Originally conceived strictly as a speaker’s forum, the theater will still serve that purpose largely in daytime programming with educational events. “But we added this second life to it,” Herbert says.
A lively life, too. Theatergoers in February experienced Selene Luna’s Dog & Pony Show, a mash-up of stand-up comedy, singing, burlesque and a touch of drag. March brought Krissis Reeves’ one-woman show, Spinning the Bottle, “an existential comedy for the cynical romantic,” and the Apple Sisters, a 1940s-style stew of song, dance and slapstick, with guest performers from the Paris Las Vegas production of Jersey Boys.
Other acts that Inspire inspired a visit from were Three Wise Guys + 1, a spoken-word event with local personalities Dayvid Figler, Gregory Crosby, Dena Rash Guzman and Vegas Seven/DTLV’s Geoff Carter; tap dancer Andrew Nemr; the Improv Aces; and the premieres of two movies: locally produced documentary Midnight Muse, and The Girls in the Band (about female jazz instrumentalists from the 1930s to today).
Booked to return in mid-May are both Molodi and Glick, plus SHE-nanigans, an all-female variety revue.
“In most cities, every new space that goes up is geared to make money,” says Davis of Molodi. “With Inspire, it’s people-based. They want unique and talented local talent in there.
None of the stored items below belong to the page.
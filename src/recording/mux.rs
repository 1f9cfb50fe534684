//! Media chunk multiplexer
//!
//! Folds the mixed audio feed and the optional video feed into one ordered
//! chunk stream. Audio is segmented on a fixed cadence; video packets pass
//! through one-to-one. The chunk stream closing is the finalize signal: it
//! happens only after both input feeds have ended and the tail segment has
//! been flushed.

use anyhow::Result;
use tokio::sync::mpsc;
use tracing::{debug, info};

use super::artifact::MediaChunk;
use crate::audio::{samples_to_bytes, AudioFrame};
use crate::capture::VideoFrame;

#[derive(Debug, Clone)]
pub struct MuxConfig {
    /// Audio segment duration in milliseconds.
    pub segment_ms: u64,
}

impl Default for MuxConfig {
    fn default() -> Self {
        Self { segment_ms: 1000 }
    }
}

/// Source of the recording chunk stream.
///
/// `start` may be called once; the returned stream ends when the recorder
/// has flushed everything it will ever produce, which is the finalization
/// signal downstream.
#[async_trait::async_trait]
pub trait MediaRecorder: Send + Sync {
    async fn start(&mut self) -> Result<mpsc::Receiver<MediaChunk>>;
}

/// Segments one interview's media feeds into chunks.
pub struct ChunkMuxer {
    config: MuxConfig,
}

impl ChunkMuxer {
    pub fn new(config: MuxConfig) -> Self {
        Self { config }
    }

    /// Mux loop: consumes both feeds until they close, then flushes the
    /// pending audio segment. Closing `tx` is the caller's finalize signal.
    pub async fn run(
        self,
        mut audio_rx: mpsc::Receiver<AudioFrame>,
        mut video_rx: Option<mpsc::Receiver<VideoFrame>>,
        tx: mpsc::Sender<MediaChunk>,
    ) {
        let mut pending: Vec<u8> = Vec::new();
        let mut segment_start: Option<u64> = None;
        let mut audio_open = true;
        let mut video_open = video_rx.is_some();
        let mut emitted = 0usize;

        info!(
            segment_ms = self.config.segment_ms,
            with_video = video_open,
            "Recording mux started"
        );

        while audio_open || video_open {
            let video_recv = async {
                match video_rx.as_mut() {
                    Some(rx) => rx.recv().await,
                    None => std::future::pending().await,
                }
            };

            tokio::select! {
                maybe = audio_rx.recv(), if audio_open => match maybe {
                    Some(frame) => {
                        if let Some(start) = segment_start {
                            let elapsed = frame.timestamp_ms.saturating_sub(start);
                            if elapsed >= self.config.segment_ms && !pending.is_empty() {
                                let chunk = MediaChunk::audio(start, std::mem::take(&mut pending));
                                segment_start = Some(frame.timestamp_ms);
                                emitted += 1;
                                if tx.send(chunk).await.is_err() {
                                    debug!("chunk consumer gone, stopping mux");
                                    return;
                                }
                            }
                        } else {
                            segment_start = Some(frame.timestamp_ms);
                        }
                        pending.extend(samples_to_bytes(&frame.samples));
                    }
                    None => audio_open = false,
                },
                maybe = video_recv, if video_open => match maybe {
                    Some(frame) => {
                        emitted += 1;
                        if tx
                            .send(MediaChunk::video(frame.timestamp_ms, frame.data))
                            .await
                            .is_err()
                        {
                            debug!("chunk consumer gone, stopping mux");
                            return;
                        }
                    }
                    None => video_open = false,
                },
            }
        }

        // Both feeds ended; flush the tail segment.
        if !pending.is_empty() {
            let start = segment_start.unwrap_or(0);
            emitted += 1;
            let _ = tx.send(MediaChunk::audio(start, pending)).await;
        }

        info!("Recording mux complete: {} chunks emitted", emitted);
    }
}

/// [`MediaRecorder`] over the router's mixed-audio and video feeds.
pub struct MuxRecorder {
    config: MuxConfig,
    audio_rx: Option<mpsc::Receiver<AudioFrame>>,
    video_rx: Option<mpsc::Receiver<VideoFrame>>,
}

impl MuxRecorder {
    pub fn new(
        audio_rx: Option<mpsc::Receiver<AudioFrame>>,
        video_rx: Option<mpsc::Receiver<VideoFrame>>,
        config: MuxConfig,
    ) -> Self {
        Self {
            config,
            audio_rx,
            video_rx,
        }
    }
}

#[async_trait::async_trait]
impl MediaRecorder for MuxRecorder {
    async fn start(&mut self) -> Result<mpsc::Receiver<MediaChunk>> {
        let Some(audio_rx) = self.audio_rx.take() else {
            anyhow::bail!("no mixed audio feed available (already started?)");
        };
        let video_rx = self.video_rx.take();

        let (chunk_tx, chunk_rx) = mpsc::channel(32);
        let muxer = ChunkMuxer::new(self.config.clone());
        tokio::spawn(muxer.run(audio_rx, video_rx, chunk_tx));
        Ok(chunk_rx)
    }
}
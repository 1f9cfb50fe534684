//! In-memory backend for tests and offline runs

use async_trait::async_trait;
use std::collections::HashMap;
use tokio::sync::Mutex;
use tracing::debug;

use super::{BackendError, InterviewBackend};
use crate::recording::FinalRecording;
use crate::session::InterviewConfig;

/// One accepted upload, kept verbatim for assertions.
#[derive(Debug, Clone)]
pub struct StoredUpload {
    pub code: String,
    pub file_name: String,
    pub bytes: Vec<u8>,
    pub transcription: String,
}

/// [`InterviewBackend`] over process memory. Seed it with configs, then
/// inspect what was uploaded.
#[derive(Default)]
pub struct MemoryBackend {
    configs: Mutex<HashMap<String, InterviewConfig>>,
    uploads: Mutex<Vec<StoredUpload>>,
    upload_attempts: Mutex<usize>,
    reject_message: Option<String>,
}

impl MemoryBackend {
    pub fn new() -> Self {
        Self::default()
    }

    /// Seed a provisioned interview, keyed by its code.
    pub fn with_interview(self, config: InterviewConfig) -> Self {
        if let Ok(mut configs) = self.configs.try_lock() {
            configs.insert(config.code.clone(), config);
        }
        self
    }

    /// Make every upload fail with the given backend message.
    pub fn reject_uploads(mut self, message: impl Into<String>) -> Self {
        self.reject_message = Some(message.into());
        self
    }

    pub async fn uploads(&self) -> Vec<StoredUpload> {
        self.uploads.lock().await.clone()
    }

    pub async fn upload_attempts(&self) -> usize {
        *self.upload_attempts.lock().await
    }
}

#[async_trait]
impl InterviewBackend for MemoryBackend {
    async fn fetch_config(&self, code: &str) -> Result<InterviewConfig, BackendError> {
        let configs = self.configs.lock().await;
        let Some(config) = configs.get(code) else {
            return Err(BackendError::InvalidCode);
        };

        let mut config = config.clone();
        config.code = code.to_string();
        if config.validate().is_err() {
            return Err(BackendError::InvalidConfig);
        }
        Ok(config)
    }

    async fn submit_recording(
        &self,
        recording: FinalRecording,
        transcription: String,
    ) -> Result<(), BackendError> {
        *self.upload_attempts.lock().await += 1;

        if let Some(message) = &self.reject_message {
            return Err(BackendError::Server(message.clone()));
        }

        debug!(
            "Storing upload for {}: {} bytes",
            recording.code,
            recording.size_bytes()
        );
        self.uploads.lock().await.push(StoredUpload {
            code: recording.code.clone(),
            file_name: recording.file_name(),
            bytes: recording.bytes,
            transcription,
        });
        Ok(())
    }
}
It’s the city that decides what goes into Inspire, not a guy in a suit in an office.”
While some shows are imported from beyond our borders, “local” is largely the rule. Nearly every production has a Vegas ID, whether it’s under the radar (Reeves, who doubles as social media manager for Vegas-based Vox Solid Communications) or smack-dab on it, such as Apple Sisters members who were in the casts of Jersey Boys and Mamma Mia!, and Molodi performers who’ve worked with Cirque du Soleil and in Stomp.
“I’d really like to see Inspire become a hub for [Strip] entertainers when they get off work to come Downtown,” Herbert says. “They have these amazing jobs, fulfilling creative dreams in production shows. They’re well-paid, but they’re doing the same thing every day and twice on weekends, which isn’t exactly conducive to minding the muse. We want to present more opportunities to connect to what their thing is, as opposed to what they do on a regular basis.”
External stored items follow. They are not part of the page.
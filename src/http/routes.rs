use super::handlers;
use super::state::AppState;
use axum::{
    routing::{get, post},
    Router,
};
use tower_http::cors::CorsLayer;
use tower_http::trace::TraceLayer;

/// Create the HTTP router with all routes
pub fn create_router(state: AppState) -> Router {
    Router::new()
        // Health check
        .route("/health", get(handlers::health_check))
        // Interview lifecycle
        .route("/interview/:code/join", post(handlers::join_interview))
        .route("/interview/start", post(handlers::start_interview))
        .route("/interview/stop", post(handlers::stop_interview))
        // Attempt queries
        .route("/interview/status", get(handlers::interview_status))
        .route("/interview/transcript", get(handlers::interview_transcript))
        // Request logging, and CORS for the browser join page
        .layer(TraceLayer::new_for_http())
        .layer(CorsLayer::permissive())
        .with_state(state)
}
Apparently, Inspire has put its monetary philosophy where its mouth is. “I don’t have to put any money up front,” says Glick, whose main gig is as a clown in a Strip extravaganza produced by a company he’d prefer not to identify without permission (but we did, two paragraphs up).
“Other venues make you pay up front a certain percentage, and there are all these rules about how the money is going to be split with fees. I’m sure down the line Inspire will be more strict with that, but right now they’re being very open.”
One requirement insisted upon, however, is the post-show schmooze. “The contracts say that the performers have to stay afterward,” Herbert says. “If people see something they’re curious about or moves them, we want them to have an analog experience in our digital age.”
So, as Inspire attempts to match the promise so boldly proclaimed in its name, just sip a Moscow Mule, swill a Blood & Sand or even guzzle a mug of domestic suds—and watch what happens.
“There’s a leap of faith that has to happen on both ends to get people to come out,” Herbert says. “But things are going to happen really fast.”